TASK TO CARRY OUT - Copy each line below in which the word "summary" occurs.
+-------+
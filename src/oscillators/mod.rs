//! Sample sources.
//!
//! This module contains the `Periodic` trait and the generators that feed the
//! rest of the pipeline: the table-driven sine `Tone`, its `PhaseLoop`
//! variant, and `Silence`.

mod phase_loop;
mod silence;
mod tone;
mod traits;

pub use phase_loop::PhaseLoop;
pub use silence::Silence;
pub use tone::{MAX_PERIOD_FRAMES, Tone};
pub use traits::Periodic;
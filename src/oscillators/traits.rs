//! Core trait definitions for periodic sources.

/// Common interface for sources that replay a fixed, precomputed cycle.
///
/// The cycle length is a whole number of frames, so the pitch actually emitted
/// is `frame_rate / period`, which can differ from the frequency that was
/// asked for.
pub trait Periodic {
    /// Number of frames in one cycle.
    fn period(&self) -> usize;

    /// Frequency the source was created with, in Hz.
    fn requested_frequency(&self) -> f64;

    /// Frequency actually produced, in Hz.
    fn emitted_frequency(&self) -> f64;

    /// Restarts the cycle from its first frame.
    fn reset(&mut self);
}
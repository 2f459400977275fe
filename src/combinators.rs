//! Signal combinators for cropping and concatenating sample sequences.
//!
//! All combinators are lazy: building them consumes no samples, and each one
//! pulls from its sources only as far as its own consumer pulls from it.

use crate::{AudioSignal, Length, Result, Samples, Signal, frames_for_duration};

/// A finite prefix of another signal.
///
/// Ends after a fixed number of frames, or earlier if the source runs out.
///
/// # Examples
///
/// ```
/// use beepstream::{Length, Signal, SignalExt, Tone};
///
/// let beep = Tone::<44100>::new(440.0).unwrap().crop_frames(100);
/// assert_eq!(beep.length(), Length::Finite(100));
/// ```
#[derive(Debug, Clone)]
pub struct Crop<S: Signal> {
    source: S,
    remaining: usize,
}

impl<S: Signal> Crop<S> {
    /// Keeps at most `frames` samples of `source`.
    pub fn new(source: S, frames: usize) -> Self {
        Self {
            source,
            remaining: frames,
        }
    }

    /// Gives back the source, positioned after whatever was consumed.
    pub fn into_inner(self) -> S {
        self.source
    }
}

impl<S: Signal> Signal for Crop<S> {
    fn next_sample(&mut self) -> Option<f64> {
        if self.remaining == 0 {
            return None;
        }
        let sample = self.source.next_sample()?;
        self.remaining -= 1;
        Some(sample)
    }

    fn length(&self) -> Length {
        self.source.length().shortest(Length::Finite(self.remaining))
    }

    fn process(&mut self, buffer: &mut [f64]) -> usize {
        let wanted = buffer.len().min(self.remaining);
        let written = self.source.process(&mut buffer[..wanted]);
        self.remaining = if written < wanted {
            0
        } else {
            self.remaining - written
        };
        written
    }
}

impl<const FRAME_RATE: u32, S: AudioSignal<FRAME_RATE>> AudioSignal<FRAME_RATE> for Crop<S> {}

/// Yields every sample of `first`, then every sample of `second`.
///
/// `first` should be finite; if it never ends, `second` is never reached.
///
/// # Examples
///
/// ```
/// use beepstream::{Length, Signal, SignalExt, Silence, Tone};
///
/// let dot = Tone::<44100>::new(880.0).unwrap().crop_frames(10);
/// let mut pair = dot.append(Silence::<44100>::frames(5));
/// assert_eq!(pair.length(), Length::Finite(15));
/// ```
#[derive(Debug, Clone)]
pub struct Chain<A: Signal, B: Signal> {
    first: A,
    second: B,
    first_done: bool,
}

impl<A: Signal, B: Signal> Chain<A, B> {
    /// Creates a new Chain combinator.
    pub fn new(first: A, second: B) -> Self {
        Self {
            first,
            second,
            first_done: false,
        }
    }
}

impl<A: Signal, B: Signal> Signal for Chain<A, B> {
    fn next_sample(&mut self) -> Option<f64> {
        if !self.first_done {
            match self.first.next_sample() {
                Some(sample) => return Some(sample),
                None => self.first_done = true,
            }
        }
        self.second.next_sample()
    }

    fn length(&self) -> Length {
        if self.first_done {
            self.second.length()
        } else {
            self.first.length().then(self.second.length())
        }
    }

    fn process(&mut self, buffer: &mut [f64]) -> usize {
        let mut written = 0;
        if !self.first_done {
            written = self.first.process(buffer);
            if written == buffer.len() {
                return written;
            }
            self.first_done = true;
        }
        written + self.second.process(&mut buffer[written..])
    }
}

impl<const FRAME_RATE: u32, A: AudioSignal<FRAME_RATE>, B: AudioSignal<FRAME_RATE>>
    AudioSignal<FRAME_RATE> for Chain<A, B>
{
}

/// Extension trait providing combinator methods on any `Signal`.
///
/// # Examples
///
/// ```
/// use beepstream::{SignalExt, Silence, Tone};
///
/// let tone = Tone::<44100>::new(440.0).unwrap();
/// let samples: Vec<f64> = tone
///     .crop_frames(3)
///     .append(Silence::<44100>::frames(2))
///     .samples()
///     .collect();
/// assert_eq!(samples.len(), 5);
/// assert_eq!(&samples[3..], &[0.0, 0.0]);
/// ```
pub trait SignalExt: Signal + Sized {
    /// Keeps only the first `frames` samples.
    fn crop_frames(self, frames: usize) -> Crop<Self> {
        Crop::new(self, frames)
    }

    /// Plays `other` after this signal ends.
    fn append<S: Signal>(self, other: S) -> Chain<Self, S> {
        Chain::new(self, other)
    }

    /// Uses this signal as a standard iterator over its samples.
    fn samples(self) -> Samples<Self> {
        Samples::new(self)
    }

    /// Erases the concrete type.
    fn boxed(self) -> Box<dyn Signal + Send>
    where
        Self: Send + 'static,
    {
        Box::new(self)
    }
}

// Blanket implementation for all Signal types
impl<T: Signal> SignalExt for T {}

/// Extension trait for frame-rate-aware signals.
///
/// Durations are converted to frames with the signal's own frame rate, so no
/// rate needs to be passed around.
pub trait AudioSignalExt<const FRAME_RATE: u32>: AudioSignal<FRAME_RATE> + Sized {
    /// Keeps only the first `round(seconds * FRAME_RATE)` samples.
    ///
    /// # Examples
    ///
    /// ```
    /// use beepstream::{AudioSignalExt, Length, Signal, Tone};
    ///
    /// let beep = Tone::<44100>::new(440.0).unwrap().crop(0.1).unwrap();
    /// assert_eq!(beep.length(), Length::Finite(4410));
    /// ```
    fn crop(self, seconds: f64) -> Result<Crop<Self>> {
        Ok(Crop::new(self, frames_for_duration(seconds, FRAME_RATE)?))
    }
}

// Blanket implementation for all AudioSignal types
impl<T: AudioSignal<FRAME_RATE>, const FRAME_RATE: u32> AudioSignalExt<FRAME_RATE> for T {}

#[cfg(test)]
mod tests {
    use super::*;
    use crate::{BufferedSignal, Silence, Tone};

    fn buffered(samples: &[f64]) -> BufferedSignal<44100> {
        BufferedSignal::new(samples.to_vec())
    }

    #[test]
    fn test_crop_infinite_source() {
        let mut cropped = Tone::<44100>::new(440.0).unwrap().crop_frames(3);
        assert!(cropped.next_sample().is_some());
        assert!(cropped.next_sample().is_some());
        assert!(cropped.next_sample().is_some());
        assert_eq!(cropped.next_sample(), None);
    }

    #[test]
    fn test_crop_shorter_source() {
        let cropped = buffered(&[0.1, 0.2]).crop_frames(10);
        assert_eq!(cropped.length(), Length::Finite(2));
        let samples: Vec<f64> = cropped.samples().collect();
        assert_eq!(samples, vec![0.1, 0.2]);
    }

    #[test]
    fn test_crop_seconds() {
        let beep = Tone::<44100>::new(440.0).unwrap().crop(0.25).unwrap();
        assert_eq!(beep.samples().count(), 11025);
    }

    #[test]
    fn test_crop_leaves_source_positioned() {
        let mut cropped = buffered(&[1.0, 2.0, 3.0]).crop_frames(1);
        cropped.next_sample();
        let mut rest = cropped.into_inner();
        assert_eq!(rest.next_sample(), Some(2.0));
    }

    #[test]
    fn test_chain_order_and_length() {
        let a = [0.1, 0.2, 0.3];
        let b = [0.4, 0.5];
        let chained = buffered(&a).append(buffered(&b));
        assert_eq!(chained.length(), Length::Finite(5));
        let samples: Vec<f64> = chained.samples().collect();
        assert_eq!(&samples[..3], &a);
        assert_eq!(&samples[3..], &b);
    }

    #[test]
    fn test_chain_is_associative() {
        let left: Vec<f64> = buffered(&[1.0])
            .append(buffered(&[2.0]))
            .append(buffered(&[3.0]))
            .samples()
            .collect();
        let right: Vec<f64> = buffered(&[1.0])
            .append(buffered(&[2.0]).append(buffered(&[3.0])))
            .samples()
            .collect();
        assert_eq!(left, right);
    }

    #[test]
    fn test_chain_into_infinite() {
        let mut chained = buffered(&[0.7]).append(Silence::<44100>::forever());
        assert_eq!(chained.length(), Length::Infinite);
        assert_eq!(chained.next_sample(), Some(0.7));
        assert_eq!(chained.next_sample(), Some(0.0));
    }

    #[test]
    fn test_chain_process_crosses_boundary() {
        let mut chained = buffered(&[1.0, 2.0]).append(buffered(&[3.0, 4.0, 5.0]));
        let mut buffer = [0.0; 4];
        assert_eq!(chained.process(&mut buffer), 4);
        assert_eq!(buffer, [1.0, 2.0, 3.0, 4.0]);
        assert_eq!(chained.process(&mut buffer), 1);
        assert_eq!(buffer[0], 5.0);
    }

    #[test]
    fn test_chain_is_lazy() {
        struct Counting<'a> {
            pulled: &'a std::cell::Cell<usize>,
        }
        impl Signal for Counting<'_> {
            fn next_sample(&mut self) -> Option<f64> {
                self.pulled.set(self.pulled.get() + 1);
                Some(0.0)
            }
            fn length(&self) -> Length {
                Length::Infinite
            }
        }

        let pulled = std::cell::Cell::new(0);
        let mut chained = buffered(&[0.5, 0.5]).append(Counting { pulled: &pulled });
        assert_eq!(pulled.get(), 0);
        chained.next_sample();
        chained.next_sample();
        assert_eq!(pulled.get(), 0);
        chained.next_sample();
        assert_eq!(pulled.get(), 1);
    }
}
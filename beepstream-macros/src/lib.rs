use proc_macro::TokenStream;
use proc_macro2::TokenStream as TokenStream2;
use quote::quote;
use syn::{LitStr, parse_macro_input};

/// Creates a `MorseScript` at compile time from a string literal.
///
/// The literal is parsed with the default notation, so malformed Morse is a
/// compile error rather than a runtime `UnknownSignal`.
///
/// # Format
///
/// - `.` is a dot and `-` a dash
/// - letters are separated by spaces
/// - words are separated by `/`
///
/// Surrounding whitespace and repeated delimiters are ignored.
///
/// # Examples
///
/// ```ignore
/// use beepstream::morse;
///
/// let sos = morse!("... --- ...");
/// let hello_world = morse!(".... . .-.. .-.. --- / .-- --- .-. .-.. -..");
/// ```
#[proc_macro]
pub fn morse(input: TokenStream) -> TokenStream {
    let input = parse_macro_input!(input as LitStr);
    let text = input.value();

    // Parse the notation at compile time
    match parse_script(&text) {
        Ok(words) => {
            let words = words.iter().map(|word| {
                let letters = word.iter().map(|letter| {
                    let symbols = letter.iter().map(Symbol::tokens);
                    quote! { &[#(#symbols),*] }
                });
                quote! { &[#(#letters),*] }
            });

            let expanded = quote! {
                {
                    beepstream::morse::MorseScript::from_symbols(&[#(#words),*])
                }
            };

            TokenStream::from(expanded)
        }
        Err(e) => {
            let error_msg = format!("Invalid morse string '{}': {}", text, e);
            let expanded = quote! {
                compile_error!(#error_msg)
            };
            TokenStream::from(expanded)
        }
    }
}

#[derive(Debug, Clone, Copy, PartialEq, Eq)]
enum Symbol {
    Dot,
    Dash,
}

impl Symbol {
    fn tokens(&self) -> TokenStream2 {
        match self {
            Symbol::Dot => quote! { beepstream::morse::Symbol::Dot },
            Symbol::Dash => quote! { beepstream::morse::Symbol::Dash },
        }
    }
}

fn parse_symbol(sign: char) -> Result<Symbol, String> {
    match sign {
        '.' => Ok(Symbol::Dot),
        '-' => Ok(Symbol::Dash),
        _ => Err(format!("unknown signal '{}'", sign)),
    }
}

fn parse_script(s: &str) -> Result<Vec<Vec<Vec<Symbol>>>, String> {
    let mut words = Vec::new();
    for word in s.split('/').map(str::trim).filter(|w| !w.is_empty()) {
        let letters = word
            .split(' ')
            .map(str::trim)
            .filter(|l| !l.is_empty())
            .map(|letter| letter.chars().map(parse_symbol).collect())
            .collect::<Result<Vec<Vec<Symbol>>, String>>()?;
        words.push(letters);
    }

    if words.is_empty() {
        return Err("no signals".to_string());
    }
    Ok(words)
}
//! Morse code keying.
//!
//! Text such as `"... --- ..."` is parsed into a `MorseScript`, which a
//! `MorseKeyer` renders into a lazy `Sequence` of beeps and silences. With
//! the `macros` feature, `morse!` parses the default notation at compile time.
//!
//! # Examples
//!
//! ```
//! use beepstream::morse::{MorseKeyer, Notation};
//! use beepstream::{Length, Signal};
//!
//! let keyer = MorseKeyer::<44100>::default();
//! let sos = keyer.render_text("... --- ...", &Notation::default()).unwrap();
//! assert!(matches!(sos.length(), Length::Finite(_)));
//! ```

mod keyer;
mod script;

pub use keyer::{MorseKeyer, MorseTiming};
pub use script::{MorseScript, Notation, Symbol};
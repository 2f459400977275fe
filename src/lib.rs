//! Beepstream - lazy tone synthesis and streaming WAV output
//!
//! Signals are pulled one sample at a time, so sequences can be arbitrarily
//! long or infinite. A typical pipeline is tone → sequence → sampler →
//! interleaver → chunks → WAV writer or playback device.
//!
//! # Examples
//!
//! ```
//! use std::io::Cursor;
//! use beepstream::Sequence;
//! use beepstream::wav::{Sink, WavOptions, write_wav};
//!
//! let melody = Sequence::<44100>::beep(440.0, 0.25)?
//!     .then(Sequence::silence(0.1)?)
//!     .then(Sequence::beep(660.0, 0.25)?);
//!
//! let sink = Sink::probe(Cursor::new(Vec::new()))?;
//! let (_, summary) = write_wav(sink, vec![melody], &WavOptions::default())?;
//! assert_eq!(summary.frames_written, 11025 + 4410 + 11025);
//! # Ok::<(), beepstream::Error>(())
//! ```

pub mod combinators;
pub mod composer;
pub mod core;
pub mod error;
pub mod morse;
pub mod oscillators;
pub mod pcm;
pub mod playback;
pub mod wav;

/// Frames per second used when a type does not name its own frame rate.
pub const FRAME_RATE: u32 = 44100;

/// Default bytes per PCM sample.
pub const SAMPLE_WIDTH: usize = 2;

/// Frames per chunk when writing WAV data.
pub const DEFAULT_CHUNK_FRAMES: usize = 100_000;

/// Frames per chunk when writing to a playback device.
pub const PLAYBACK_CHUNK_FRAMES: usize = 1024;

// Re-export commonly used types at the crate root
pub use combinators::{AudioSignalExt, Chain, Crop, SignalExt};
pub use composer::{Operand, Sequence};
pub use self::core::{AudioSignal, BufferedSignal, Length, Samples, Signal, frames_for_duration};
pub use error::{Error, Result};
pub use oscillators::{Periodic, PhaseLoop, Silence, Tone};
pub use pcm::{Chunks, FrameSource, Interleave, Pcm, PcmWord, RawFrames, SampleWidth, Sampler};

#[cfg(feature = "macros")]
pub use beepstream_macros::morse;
+-------+
COMPLETED EXERCISE -
//! let (_, summary) = write_wav(sink, vec![melody], &WavOptions::default())?;
//! assert_eq!(summary.frames_written, 11025 + 4410 + 11025);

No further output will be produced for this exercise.